Prior to the 1970s, we did not have special education in the USA. Two legal cases from the early 1970s, Pennsylvania Assn. for Retarded Children v. Commonwealth of Pennsylvania (PARC) and Mills v. Board of Education of District of Columbia, paved the way for more laws that have led to what we know today as special education. In 1972, Congress decided to investigate how children with disabilities were living and found many problems, including lack of education. In 1975, they passed The Education for All Handicapped Children Act. Congress has since amended and added to it and renamed it IDEA, The Individuals with Disabilities Education Act.

Since 1975, more and more children are now educated in schools and, in order to do so, many changes have been made to medical and educational diagnoses for behavior and disabilities.  When I was a young child, in the early 1970s, we did not find any children with disabilities in the schools. My mother paid for private tutoring for my brother, who had a mild reading issue. There was no reading specialist in schools. Children with severe disabilities were institutionalized and children with mild disabilities struggled and often dropped out of school. Children with behavior issues fared poorly in school. Many school-related issues were blamed on the child or on parenting practices. All that has changed, thanks to IDEA, including the labels we give to children to enable them to get the services they need.

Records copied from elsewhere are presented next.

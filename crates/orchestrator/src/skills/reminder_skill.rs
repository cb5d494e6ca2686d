//! Local CRUD against the durable reminder store: parses a natural-time
//! expression for creation, and list/complete/delete sub-commands.

use uuid::Uuid;

use crate::reminder::{parse_reminder_time, Reminder};
use crate::result::SkillResult;
use crate::skills::SkillContext;

pub struct ReminderSkill;

impl ReminderSkill {
    pub fn new() -> Self {
        Self
    }

    pub async fn run(&self, ctx: &SkillContext<'_>) -> SkillResult {
        let text = ctx.text.trim();

        if text.contains("完成") || text.to_ascii_lowercase().contains("complete") {
            return self.complete(ctx).await;
        }
        if text.contains("删除提醒") || text.contains("取消提醒") {
            return self.cancel(ctx).await;
        }
        if text.contains("我的提醒") || text.contains("提醒列表") || text.contains("list reminders") {
            return self.list(ctx).await;
        }
        self.create(ctx).await
    }

    async fn create(&self, ctx: &SkillContext<'_>) -> SkillResult {
        if ctx.text.contains("昨天") {
            return SkillResult::refused("不能为过去的时间创建提醒，请重新指定时间。");
        }

        let Some((due_at, inferred)) =
            parse_reminder_time(&ctx.text, ctx.now, ctx.config.timezone_offset_hours, ctx.config.reminder_default_hour)
        else {
            return SkillResult::refused("没听懂具体时间，请换个说法，例如「提醒我明天9点开会」。");
        };

        if due_at <= ctx.now {
            return SkillResult::refused("这个时间已经过去了，请指定一个未来的时间。");
        }

        let reminder = Reminder::new(ctx.open_id.clone(), strip_command_words(&ctx.text), due_at, inferred);
        let label = if inferred {
            format!("（未指定时间，默认 {}:00）", ctx.config.reminder_default_hour)
        } else {
            String::new()
        };
        ctx.reminders.insert(reminder).await;
        SkillResult::ok(format!("已记下提醒{label}。"))
    }

    async fn list(&self, ctx: &SkillContext<'_>) -> SkillResult {
        let items = ctx.reminders.list_for(&ctx.open_id).await;
        if items.is_empty() {
            return SkillResult::ok("暂无待办提醒。");
        }
        let lines: Vec<String> = items
            .iter()
            .map(|r| format!("- [{}] {} ({})", r.reminder_id, r.text, r.due_at.to_rfc3339()))
            .collect();
        SkillResult::ok(lines.join("\n"))
    }

    async fn complete(&self, ctx: &SkillContext<'_>) -> SkillResult {
        match extract_reminder_id(&ctx.text) {
            Some(id) if ctx.reminders.complete(&id).await => SkillResult::ok("已标记为完成。"),
            Some(_) => SkillResult::refused("没有找到这条提醒。"),
            None => SkillResult::refused("请提供要完成的提醒编号。"),
        }
    }

    async fn cancel(&self, ctx: &SkillContext<'_>) -> SkillResult {
        match extract_reminder_id(&ctx.text) {
            Some(id) if ctx.reminders.cancel(&id).await => SkillResult::ok("已取消这条提醒。"),
            Some(_) => SkillResult::refused("没有找到这条提醒。"),
            None => SkillResult::refused("请提供要取消的提醒编号。"),
        }
    }
}

impl Default for ReminderSkill {
    fn default() -> Self {
        Self::new()
    }
}

fn extract_reminder_id(text: &str) -> Option<Uuid> {
    text.split_whitespace().find_map(|tok| Uuid::parse_str(tok).ok())
}

fn strip_command_words(text: &str) -> String {
    const COMMAND_WORDS: &[&str] = &["提醒我", "提醒", "remind me"];
    let mut out = text.to_string();
    for word in COMMAND_WORDS {
        out = out.replace(word, "");
    }
    out.trim().to_string()
}

#[cfg(test)]
mod tests {
    use super::*;

    #[test]
    fn strip_command_words_leaves_the_task_text() {
        assert_eq!(strip_command_words("提醒我明天9点开会"), "明天9点开会");
    }

    #[test]
    fn extract_reminder_id_finds_a_uuid_token() {
        let id = Uuid::new_v4();
        let text = format!("完成 {id}");
        assert_eq!(extract_reminder_id(&text), Some(id));
    }

    #[test]
    fn extract_reminder_id_is_none_without_a_uuid() {
        assert_eq!(extract_reminder_id("完成 那个提醒"), None);
    }
}
//! Outbound-URL safety check for the `http.request` executor: the host
//! must be on the configured allowlist and must not resolve to a
//! loopback, RFC1918, `.local`, or `.internal` address.

use std::net::IpAddr;

use reqwest::Url;

#[derive(Debug, Clone, Copy, PartialEq, Eq)]
pub enum SsrfRejection {
    NoHost,
    NotAllowlisted,
    DisallowedHost,
}

pub fn check_allowed(url: &Url, allowed_domains: &[String]) -> Result<(), SsrfRejection> {
    let host = url.host_str().ok_or(SsrfRejection::NoHost)?;

    if host.eq_ignore_ascii_case("localhost") || host.ends_with(".local") || host.ends_with(".internal") {
        return Err(SsrfRejection::DisallowedHost);
    }

    if let Ok(ip) = host.parse::<IpAddr>() {
        if is_private_or_loopback(&ip) {
            return Err(SsrfRejection::DisallowedHost);
        }
    }

    let allowed = allowed_domains
        .iter()
        .any(|d| host.eq_ignore_ascii_case(d) || host.to_lowercase().ends_with(&format!(".{}", d.to_lowercase())));
    if !allowed {
        return Err(SsrfRejection::NotAllowlisted);
    }

    Ok(())
}

fn is_private_or_loopback(ip: &IpAddr) -> bool {
    match ip {
        IpAddr::V4(v4) => v4.is_loopback() || v4.is_private() || v4.is_link_local(),
        IpAddr::V6(v6) => v6.is_loopback() || (v6.segments()[0] & 0xfe00) == 0xfc00,
    }
}

#[cfg(test)]
mod tests {
    use super::*;

    fn allowlist() -> Vec<String> {
        vec!["example.com".into()]
    }

    #[test]
    fn allows_exact_and_subdomain_matches() {
        assert!(check_allowed(&Url::parse("https://example.com/hook").unwrap(), &allowlist()).is_ok());
        assert!(check_allowed(&Url::parse("https://hooks.example.com/x").unwrap(), &allowlist()).is_ok());
    }

    #[test]
    fn rejects_domain_not_on_allowlist() {
        assert_eq!(
            check_allowed(&Url::parse("https://evil.com/hook").unwrap(), &allowlist()),
            Err(SsrfRejection::NotAllowlisted)
        );
    }

    #[test]
    fn rejects_localhost_and_internal_suffixes() {
        assert_eq!(
            check_allowed(&Url::parse("http://localhost/x").unwrap(), &allowlist()),
            Err(SsrfRejection::DisallowedHost)
        );
        assert_eq!(
            check_allowed(&Url::parse("http://svc.internal/x").unwrap(), &["svc.internal".into()]),
            Err(SsrfRejection::DisallowedHost)
        );
    }

    #[test]
    fn rejects_rfc1918_literal_ip() {
        assert_eq!(
            check_allowed(&Url::parse("http://10.0.0.5/x").unwrap(), &["10.0.0.5".into()]),
            Err(SsrfRejection::DisallowedHost)
        );
    }
}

Before IDEA, a diagnosis of autism was rare. More likely, children with severe symptoms were labelled “mentally retarded” or “schizophrenic.” Yes, you read that correctly. Please continue to read as I explain.

In an analysis of the prevalence of mental retardation, Dutch epidemiologists Roeleveld and Zilhuis looked at rates for severe MR as well as mild from 1939 through 1986. They concluded, from looking at data from many countries, including USA, that the rate of mental retardation in children was 3%.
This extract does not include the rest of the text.